Fahrzeugbauteil aus Alt-Auto-Kunststoff
Mit der Entwicklung der sogenannten Aufsatzkonsole, die zur Aufnahme des Wagenhebers eines Fahrzeugs benötigt wird, hat der Geschäftsbereich Pöppelmann K-Tech einen Meilenstein gesetzt. Das Bauteil, das 2024 in die Serienproduktion ging, besteht vollständig aus Post-Consumer-Rezyklat (PCR), das aus Alt-Auto-Kunststoff hergestellt wird. Das Produkt schont damit Ressourcen und senkt die Treibhausgas-Emissionen (THG-Emissionen) im Vergleich zum ursprünglich angefragten Artikel aus Neuware um 71 Prozent (cradle-to-gate).
Die neue Aufsatzkonsole erfüllt schon heute die Vorgaben der künftigen EU-Alt-Auto-Verordnung. Diese legt fest, dass der Kunststoffanteil in Fahrzeugen zu mindestens 25 Prozent aus Post-Consumer-Rezyklat (PCR) bestehen muss, wobei 25 Prozent dieses Materials aus dem Recycling von Altfahrzeugen stammen sollen.
Know-how und moderne technische Ausstattung
Damit eine Umstellung von Neuware auf Alt-Auto-Kunststoff gelingt, müssen hohe Anforderungen an die Materialentwicklung und -prüfung erfüllt werden, um die Produktqualität sicherzustellen. Pöppelmann hat seine Ressourcen kontinuierlich ausgebaut, um Entwicklungen wie die Aufsatzkonsole erfolgreich in Serie zu realisieren:
Kunststoffexpertise und langjährige Erfahrung mit Rezyklaten
Die Verarbeitung von Materialien aus Alt-Autos erfordert sowohl technisches Know-how als auch erhebliche Investitionen in eine moderne Ausstattung. Pöppelmann verfügt über jahrzehntelange Erfahrung in der Beschaffung und Verarbeitung von Rezyklaten. Doch nur durch die Verwendung von Post-Consumer-Rezyklat (PCR), das aus Kunststoffprodukten nach deren Nutzung gewonnen wird, werden Primärressourcen eingespart und können Materialkreisläufe geschlossen werden. Darum rät Pöppelmann seinen Kunden, wo möglich und sinnvoll, zur Verwendung von PCR.

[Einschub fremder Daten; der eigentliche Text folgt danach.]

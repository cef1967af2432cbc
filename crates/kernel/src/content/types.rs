//! Content records and repository parameter types.

use std::fmt;
use std::str::FromStr;

use axum::body::Bytes;
use serde::de::DeserializeOwned;
use serde::{Deserialize, Serialize};

use crate::error::{CmsError, CmsResult};

/// Content data payload: field name to value.
pub type Data = serde_json::Map<String, serde_json::Value>;

/// Repository branch.
#[derive(Debug, Clone, Copy, PartialEq, Eq, Hash, Serialize, Deserialize)]
#[serde(rename_all = "lowercase")]
pub enum Branch {
    /// Working copy, not visible to end consumers.
    Draft,
    /// Published copy.
    Master,
}

impl Branch {
    pub fn as_str(self) -> &'static str {
        match self {
            Branch::Draft => "draft",
            Branch::Master => "master",
        }
    }
}

impl fmt::Display for Branch {
    fn fmt(&self, f: &mut fmt::Formatter<'_>) -> fmt::Result {
        f.write_str(self.as_str())
    }
}

impl FromStr for Branch {
    type Err = anyhow::Error;

    fn from_str(s: &str) -> Result<Self, Self::Err> {
        match s.trim().to_lowercase().as_str() {
            "draft" => Ok(Branch::Draft),
            "master" => Ok(Branch::Master),
            other => anyhow::bail!("unknown branch: {other}"),
        }
    }
}

/// A content item as returned by the repository.
#[derive(Debug, Clone, PartialEq, Serialize, Deserialize)]
pub struct Content {
    #[serde(rename = "_id")]
    pub id: String,
    #[serde(rename = "_name")]
    pub name: String,
    #[serde(rename = "_path")]
    pub path: String,
    #[serde(rename = "displayName", default, skip_serializing_if = "Option::is_none")]
    pub display_name: Option<String>,
    #[serde(rename = "type")]
    pub content_type: String,
    #[serde(default)]
    pub data: Data,
}

impl Content {
    /// Decode the data payload into `T`.
    pub fn data_as<T: DeserializeOwned>(&self) -> CmsResult<T> {
        serde_json::from_value(serde_json::Value::Object(self.data.clone())).map_err(|e| {
            CmsError::internal(format!("content {} has unexpected data: {e}", self.id))
        })
    }

    /// Decode the data payload and pair it with the content id.
    pub fn with_id<T: DeserializeOwned>(&self) -> CmsResult<WithId<T>> {
        Ok(WithId {
            id: self.id.clone(),
            data: self.data_as()?,
        })
    }
}

/// Decoded content data flattened together with its `_id`.
#[derive(Debug, Clone, PartialEq, Serialize, Deserialize)]
pub struct WithId<T> {
    #[serde(rename = "_id")]
    pub id: String,
    #[serde(flatten)]
    pub data: T,
}

/// Decode a content item's data together with its id.
pub fn content_data_with_id<T: DeserializeOwned>(content: &Content) -> CmsResult<WithId<T>> {
    content.with_id()
}

/// Parameters for creating a content item.
#[derive(Debug, Clone, PartialEq)]
pub struct CreateContentParams {
    pub name: Option<String>,
    pub parent_path: String,
    pub display_name: Option<String>,
    pub content_type: String,
    pub data: Data,
    pub require_valid: bool,
}

impl CreateContentParams {
    pub fn new(parent_path: impl Into<String>, content_type: impl Into<String>) -> Self {
        Self {
            name: None,
            parent_path: parent_path.into(),
            display_name: None,
            content_type: content_type.into(),
            data: Data::new(),
            require_valid: true,
        }
    }

    pub fn name(mut self, name: impl Into<String>) -> Self {
        self.name = Some(name.into());
        self
    }

    pub fn display_name(mut self, display_name: impl Into<String>) -> Self {
        self.display_name = Some(display_name.into());
        self
    }

    pub fn data(mut self, data: Data) -> Self {
        self.data = data;
        self
    }
}

/// Editor applied to the stored content during a modify.
pub type ContentEditor = Box<dyn FnOnce(Content) -> Content + Send>;

/// Parameters for modifying a content item.
pub struct ModifyContentParams {
    /// Content id or path.
    pub key: String,
    pub editor: ContentEditor,
    pub require_valid: bool,
}

impl fmt::Debug for ModifyContentParams {
    fn fmt(&self, f: &mut fmt::Formatter<'_>) -> fmt::Result {
        f.debug_struct("ModifyContentParams")
            .field("key", &self.key)
            .field("require_valid", &self.require_valid)
            .finish_non_exhaustive()
    }
}

/// Parameters for deleting a content item.
#[derive(Debug, Clone, PartialEq, Eq)]
pub struct DeleteContentParams {
    /// Content id or path.
    pub key: String,
}

impl DeleteContentParams {
    pub fn new(key: impl Into<String>) -> Self {
        Self { key: key.into() }
    }
}

/// Parameters for publishing content between branches.
#[derive(Debug, Clone, PartialEq, Eq)]
pub struct PublishContentParams {
    pub keys: Vec<String>,
    pub source_branch: Branch,
    pub target_branch: Branch,
}

/// Outcome reported by the repository for a publish.
#[derive(Debug, Clone, Default, PartialEq, Eq, Serialize, Deserialize)]
#[serde(rename_all = "camelCase")]
pub struct PublishResult {
    pub pushed_contents: Vec<String>,
    pub deleted_contents: Vec<String>,
    pub failed_contents: Vec<String>,
}

/// Parameters for storing a binary as media content.
#[derive(Debug, Clone, PartialEq)]
pub struct CreateMediaParams {
    pub parent_path: String,
    pub name: String,
    pub mime_type: Option<String>,
    pub data: Bytes,
}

Durch jahrzehntelange enge Zusammenarbeit mit strategischen Lieferanten konnte der Kunststoffspezialist die Eigenschaften der verwendeten Rezyklate kontinuierlich verbessern und langfristige Partnerschaften aufbauen. So sichert sich das Unternehmen die zuverlässige Versorgung mit hochwertigen Sekundärkunststoffen. Ein Großteil der Materialien stammt von europäischen Partnern. Gleichzeitig verfügt Pöppelmann über eine eigene Compoundierung zur Wiederaufbereitung von Kunststoffen. Pöppelmann verarbeitet schon rund 40 Prozent PCR und insgesamt ca. 50 Prozent Rezyklate, d. h. PCR und Post-Industrial-Rezyklate/PIR (recyceltes Material aus Produktionsabfällen). Bis 2030 soll der Rezyklatanteil auf 60 Prozent gesteigert werden.
Know-how rund um Materialprüfung und -aufbereitung
Qualitätssicherung und Materialaufbereitung stellen beim Recycling eine besondere Herausforderung dar. Im Falle von Kunststoffen aus Alt-Autos kommt erschwerend hinzu, dass Kunststoffe von Altfahrzeugen in der Regel erst nach vielen Jahren recycelt werden. Oft ist ihre genaue Zusammensetzung unbekannt. So können sie beispielsweise noch schädliche Additive enthalten, die mittlerweile verboten sind.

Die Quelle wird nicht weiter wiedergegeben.